Consultant who paid Papadopoulos $10k denies being a foreign agent, explains why business deal fell apart

Chuck Ross, DCNFDCNF

  • An Israeli American businessman who paid former Trump campaign aide George Papadopoulos $10,000 during a meeting in Israel last year denied that he is a spy.
  • Papadopoulos told federal investigators that he believed that the businessman, Charles Tawil, was working for a foreign government.
  • Tawil paid Papadopoulos shortly before the ex-Trump aide was arrested for lying to the FBI.

An energy consultant who gave George Papadopoulos $10,000 in cash during a meeting at an Israeli hotel last year denied that he is a foreign agent.

The payment was revealed in a court filing Special Counsel Robert Mueller submitted Friday.

Papadopoulos told investigators “about $10,000 in cash he received from a foreign national whom he believed was likely an intelligence officer of a foreign country (other than Russia),” the filing said.

“The defendant has stated that he kept that money in a safe pending his sentencing in this case and Counsel for the defendant has consented to the imposition of this fine amount,” it continued.

Papadopoulos received the money from Charles Tawil, an Israeli American businessman who has worked as a consultant for companies in Africa and the Middle East.

Papadopoulos faces sentencing next month for lying to the FBI about his contacts with a Maltese professor who claimed to know that Russia had access to Hillary Clinton’s emails. Mueller’s filing recommended that Papadopoulos be sentenced to between zero and six months in jail and to be fined up to $9,500.

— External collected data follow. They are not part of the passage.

pub mod date_key;
pub mod model;
pub mod storage;
pub mod synthetic;

use crate::analyzer::categorizer::categorize;
use crate::journal::date_key::day_key;
use crate::journal::model::{Category, Entry, EntryInput, EntryPatch, dedup_tags};
use crate::journal::storage::SlotStorage;
use anyhow::{Context, Result};
use chrono::{DateTime, SubsecRound, Utc};
use rand::Rng;
use serde::de::DeserializeOwned;
use tracing::{debug, warn};

pub const ENTRIES_SLOT: &str = "dreamtome_dreams";
pub const DAY_KEYS_SLOT: &str = "dreamtome_dream_days";

/// Owner of the entry collection and the day-key set.
///
/// Both collections are loaded once by [`Journal::load`] and written back to
/// the storage slots synchronously on every mutation.
pub struct Journal<S: SlotStorage> {
    storage: S,
    entries: Vec<Entry>,
    day_keys: Vec<String>,
}

impl<S: SlotStorage> Journal<S> {
    pub fn load(mut storage: S) -> Self {
        let entries = load_slot::<Vec<Entry>, _>(&mut storage, ENTRIES_SLOT).unwrap_or_default();
        let day_keys = load_slot::<Vec<String>, _>(&mut storage, DAY_KEYS_SLOT)
            .map(dedup_day_keys)
            .unwrap_or_default();

        debug!(
            entries = entries.len(),
            day_keys = day_keys.len(),
            "journal loaded"
        );

        Self {
            storage,
            entries,
            day_keys,
        }
    }

    pub fn entries(&self) -> &[Entry] {
        &self.entries
    }

    pub fn day_keys(&self) -> &[String] {
        &self.day_keys
    }

    pub fn get(&self, id: &str) -> Option<&Entry> {
        self.entries.iter().find(|entry| entry.id == id)
    }

    pub fn last(&self) -> Option<&Entry> {
        self.entries.last()
    }

    /// Case-insensitive match on title or content. An empty query matches everything.
    pub fn search(&self, query: &str) -> Vec<&Entry> {
        let query = query.trim().to_lowercase();

        self.entries
            .iter()
            .filter(|entry| {
                query.is_empty()
                    || entry.title.to_lowercase().contains(&query)
                    || entry.content.to_lowercase().contains(&query)
            })
            .collect()
    }

    pub fn in_category(&self, category: Category) -> Vec<&Entry> {
        self.entries
            .iter()
            .filter(|entry| entry.category == category)
            .collect()
    }

    pub fn create(&mut self, input: EntryInput) -> Result<Entry> {
        self.create_at(input, Utc::now())
    }

    pub fn create_at(&mut self, input: EntryInput, now: DateTime<Utc>) -> Result<Entry> {
        let created_at = now.trunc_subsecs(3);
        let entry = Entry {
            id: self.next_id(created_at),
            title: input.title.trim().to_string(),
            category: categorize(&input.content),
            content: input.content,
            original_content: input.original_content,
            created_at,
            tags: Some(dedup_tags(input.tags.unwrap_or_default())),
            is_synthetic: None,
        };

        self.entries.push(entry.clone());
        self.record_day(created_at)?;
        self.persist_entries()?;

        Ok(entry)
    }

    /// Returns `Ok(None)` when no entry has `id`.
    pub fn update(&mut self, id: &str, patch: EntryPatch) -> Result<Option<Entry>> {
        let Some(entry) = self.entries.iter_mut().find(|entry| entry.id == id) else {
            return Ok(None);
        };

        patch.apply(entry);
        let updated = entry.clone();
        self.persist_entries()?;

        Ok(Some(updated))
    }

    /// Day keys are kept: they record that a dream was logged that day.
    pub fn delete(&mut self, id: &str) -> Result<bool> {
        let before = self.entries.len();
        self.entries.retain(|entry| entry.id != id);

        if self.entries.len() == before {
            return Ok(false);
        }

        self.persist_entries()?;
        Ok(true)
    }

    pub fn clear_all(&mut self) -> Result<()> {
        self.entries.clear();
        self.day_keys.clear();
        self.persist_entries()?;
        self.storage
            .remove_slot(DAY_KEYS_SLOT)
            .context("Failed to remove dream days")?;

        Ok(())
    }

    /// Appends `count` demo entries dated within the last ten days.
    /// Day keys are not recorded for them.
    pub fn generate_synthetic<R: Rng>(
        &mut self,
        count: usize,
        rng: &mut R,
        now: DateTime<Utc>,
    ) -> Result<Vec<Entry>> {
        let mut created = Vec::with_capacity(count);
        for _ in 0..count {
            let entry = Entry {
                id: self.next_synthetic_id(now),
                ..synthetic::sample_entry(rng, now)
            };
            self.entries.push(entry.clone());
            created.push(entry);
        }

        if !created.is_empty() {
            self.persist_entries()?;
        }

        Ok(created)
    }

    pub fn clear_synthetic(&mut self) -> Result<usize> {
        let before = self.entries.len();
        self.entries.retain(|entry| !entry.synthetic());
        let removed = before - self.entries.len();

        if removed > 0 {
            self.persist_entries()?;
        }

        Ok(removed)
    }

    #[cfg(test)]
    pub fn storage(&self) -> &S {
        &self.storage
    }

    #[cfg(test)]
    pub fn storage_mut(&mut self) -> &mut S {
        &mut self.storage
    }

    fn record_day(&mut self, timestamp: DateTime<Utc>) -> Result<()> {
        let key = day_key(timestamp);
        if self.day_keys.contains(&key) {
            return Ok(());
        }

        self.day_keys.push(key);
        let payload =
            serde_json::to_string(&self.day_keys).context("Failed to serialize dream days")?;
        self.storage
            .write_slot(DAY_KEYS_SLOT, &payload)
            .context("Failed to save dream days")
    }

    fn persist_entries(&mut self) -> Result<()> {
        let payload = serde_json::to_string(&self.entries).context("Failed to serialize dreams")?;
        self.storage
            .write_slot(ENTRIES_SLOT, &payload)
            .context("Failed to save dreams")
    }

    fn next_id(&self, created_at: DateTime<Utc>) -> String {
        let mut candidate = created_at.timestamp_millis();
        while self.contains_id(&candidate.to_string()) {
            candidate += 1;
        }
        candidate.to_string()
    }

    fn next_synthetic_id(&self, now: DateTime<Utc>) -> String {
        let base = now.timestamp_millis();
        (0..)
            .map(|offset| format!("synthetic-{}", base + offset))
            .find(|candidate| !self.contains_id(candidate))
            .unwrap_or_else(|| format!("synthetic-{base}"))
    }

    fn contains_id(&self, id: &str) -> bool {
        self.entries.iter().any(|entry| entry.id == id)
    }
}

/// Reads and parses a slot. Absent, unreadable and corrupt slots all yield
/// `None`; a corrupt slot is also erased.
fn load_slot<T: DeserializeOwned, S: SlotStorage>(storage: &mut S, slot: &str) -> Option<T> {
    let raw = match storage.read_slot(slot) {
        Ok(Some(raw)) => raw,
        Ok(None) => return None,
        Err(error) => {
            warn!(slot, error = %error, "failed to read journal slot. starting empty");
            return None;
        }
    };

    match serde_json::from_str(&raw) {
        Ok(value) => Some(value),
        Err(error) => {
            warn!(slot, error = %error, "discarding corrupted journal slot");
            if let Err(remove_error) = storage.remove_slot(slot) {
                warn!(slot, error = %remove_error, "failed to erase corrupted journal slot");
            }
            None
        }
    }
}

fn dedup_day_keys(keys: Vec<String>) -> Vec<String> {
    let mut unique = Vec::with_capacity(keys.len());
    for key in keys {
        if !unique.contains(&key) {
            unique.push(key);
        }
    }
    unique
}
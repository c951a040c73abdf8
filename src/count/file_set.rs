use std::fs;
use std::io;
use std::path::{Path, PathBuf};
use std::slice;

use super::error::CountError;

/// Regular files found directly inside one directory
///
/// Built once per run and never mutated afterwards. Ordering follows the
/// directory listing; counting results do not depend on it.
#[derive(Debug, Clone, Default)]
pub struct FileSet {
    files: Vec<PathBuf>,
}

impl FileSet {
    /// List the regular files directly inside `dir`
    ///
    /// Subdirectories and other non-regular entries are skipped. Symlinks are
    /// followed and dangling ones skipped; entries whose type cannot be
    /// determined for any other reason are kept so the run reports them.
    pub fn build(dir: &Path) -> Result<Self, CountError> {
        let metadata = fs::metadata(dir).map_err(|source| CountError::DirectoryAccess {
            path: dir.to_path_buf(),
            source,
        })?;
        if !metadata.is_dir() {
            return Err(CountError::NotADirectory {
                path: dir.to_path_buf(),
            });
        }

        let listing_error = |source: io::Error| CountError::DirectoryAccess {
            path: dir.to_path_buf(),
            source,
        };

        let mut files = Vec::new();
        for entry in fs::read_dir(dir).map_err(listing_error)? {
            let path = entry.map_err(listing_error)?.path();
            match fs::metadata(&path) {
                Ok(meta) if meta.is_file() => files.push(path),
                Ok(_) => tracing::trace!("Skipping non-regular entry {}", path.display()),
                Err(e) if e.kind() == io::ErrorKind::NotFound => {
                    tracing::debug!("Skipping dangling entry {}", path.display())
                }
                // Reading it will fail too and be reported as a failed file
                Err(_) => files.push(path),
            }
        }

        tracing::debug!("Discovered {} files in {}", files.len(), dir.display());
        Ok(Self { files })
    }

    /// Use an explicit list of paths as the file set
    pub fn from_paths(files: Vec<PathBuf>) -> Self {
        Self { files }
    }

    pub fn len(&self) -> usize {
        self.files.len()
    }

    pub fn is_empty(&self) -> bool {
        self.files.is_empty()
    }

    pub fn get(&self, index: usize) -> Option<&Path> {
        self.files.get(index).map(PathBuf::as_path)
    }

    pub fn iter(&self) -> slice::Iter<'_, PathBuf> {
        self.files.iter()
    }
}

impl<'a> IntoIterator for &'a FileSet {
    type Item = &'a PathBuf;
    type IntoIter = slice::Iter<'a, PathBuf>;

    fn into_iter(self) -> Self::IntoIter {
        self.iter()
    }
}
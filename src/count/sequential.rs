use std::path::Path;
use std::time::Instant;

use super::error::CountError;
use super::file_set::FileSet;
use super::reader::{DEFAULT_BUFFER_SIZE, tally_file};
use super::report::CountReport;
use super::table::CharTally;
use super::worker::WorkerReport;

/// Single-threaded reference counter
///
/// Reads the same file set the engine would, one file after another on the
/// calling thread. Used as the benchmark baseline and to cross-check results.
#[derive(Debug, Clone)]
pub struct SequentialCounter {
    buffer_size: usize,
}

impl Default for SequentialCounter {
    fn default() -> Self {
        Self::new()
    }
}

impl SequentialCounter {
    pub fn new() -> Self {
        Self::with_buffer_size(DEFAULT_BUFFER_SIZE)
    }

    pub fn with_buffer_size(buffer_size: usize) -> Self {
        Self {
            buffer_size: buffer_size.max(1),
        }
    }

    /// Count every regular file directly inside `dir`, timing the listing too
    pub fn run(&self, dir: &Path) -> Result<CountReport, CountError> {
        let start_time = Instant::now();
        let file_set = FileSet::build(dir)?;
        Ok(self.count(&file_set, start_time))
    }

    pub fn run_file_set(&self, file_set: &FileSet) -> CountReport {
        self.count(file_set, Instant::now())
    }

    fn count(&self, file_set: &FileSet, start_time: Instant) -> CountReport {
        let mut buffer = vec![0u8; self.buffer_size];
        let mut totals = CharTally::new();
        let mut report = WorkerReport::default();

        for path in file_set {
            match tally_file(path, &mut buffer) {
                Ok(tally) => {
                    totals.absorb(&tally);
                    report.files_counted += 1;
                }
                Err(e) => {
                    tracing::warn!("{}", e);
                    report.failures.push(e);
                }
            }
        }
        report.bytes_processed = totals.bytes();

        CountReport::from_workers(
            totals.to_counts(),
            file_set.len(),
            vec![report],
            start_time.elapsed(),
        )
    }
}
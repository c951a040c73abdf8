use anyhow::Result;
use clap::Args;
use std::path::PathBuf;

use crate::cli::Output;
use crate::config::CharcountConfig;
use crate::generate::generate_fixtures;

#[derive(Args, Debug)]
pub struct GenerateArgs {
    /// Directory to write the files into (created if missing)
    #[arg(value_name = "DIR")]
    pub directory: PathBuf,

    /// Number of files to write
    #[arg(long)]
    pub files: Option<usize>,

    /// Minimum characters per file
    #[arg(long)]
    pub min_size: Option<usize>,

    /// Maximum characters per file
    #[arg(long)]
    pub max_size: Option<usize>,

    /// Seed for reproducible content
    #[arg(long)]
    pub seed: Option<u64>,
}

pub fn execute(args: GenerateArgs, config: &CharcountConfig, output: &Output) -> Result<()> {
    let mut options = config.generate_options();
    options.files = args.files.unwrap_or(options.files);
    options.min_size = args.min_size.unwrap_or(options.min_size);
    options.max_size = args.max_size.unwrap_or(options.max_size);
    options.seed = args.seed;

    let written = generate_fixtures(&args.directory, &options)?;
    output.success(&format!(
        "Generated {} files in {}",
        written.len(),
        args.directory.display()
    ));
    Ok(())
}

Sources familiar with Tawil and Papadopoulos’s interactions told The Daily Caller News Foundation that Tawil traveled to the Greek island of Mykonos in July 2017 to meet Papadopoulos and his now-wife, Simona Mangiante Papadopoulos.

Tawil then invited Papadopoulos to Israel, where the two met in a hotel room in Tel Aviv. Sources familiar with the meeting said Papadopoulos gave the $10,000 in cash to an attorney in Greece before traveling back to the U.S.

Papadopoulos was arrested upon arriving at Dulles International Airport in Washington, D.C., on July 27, 2017.

Mangiante Papadopoulos has referred to the mysterious meeting during TV interviews and told the House Permanent Select Committee on Intelligence about Tawil.

She included Tawil as one of a cast of “shady characters” who may have been attempting to set her husband up in a sting operation.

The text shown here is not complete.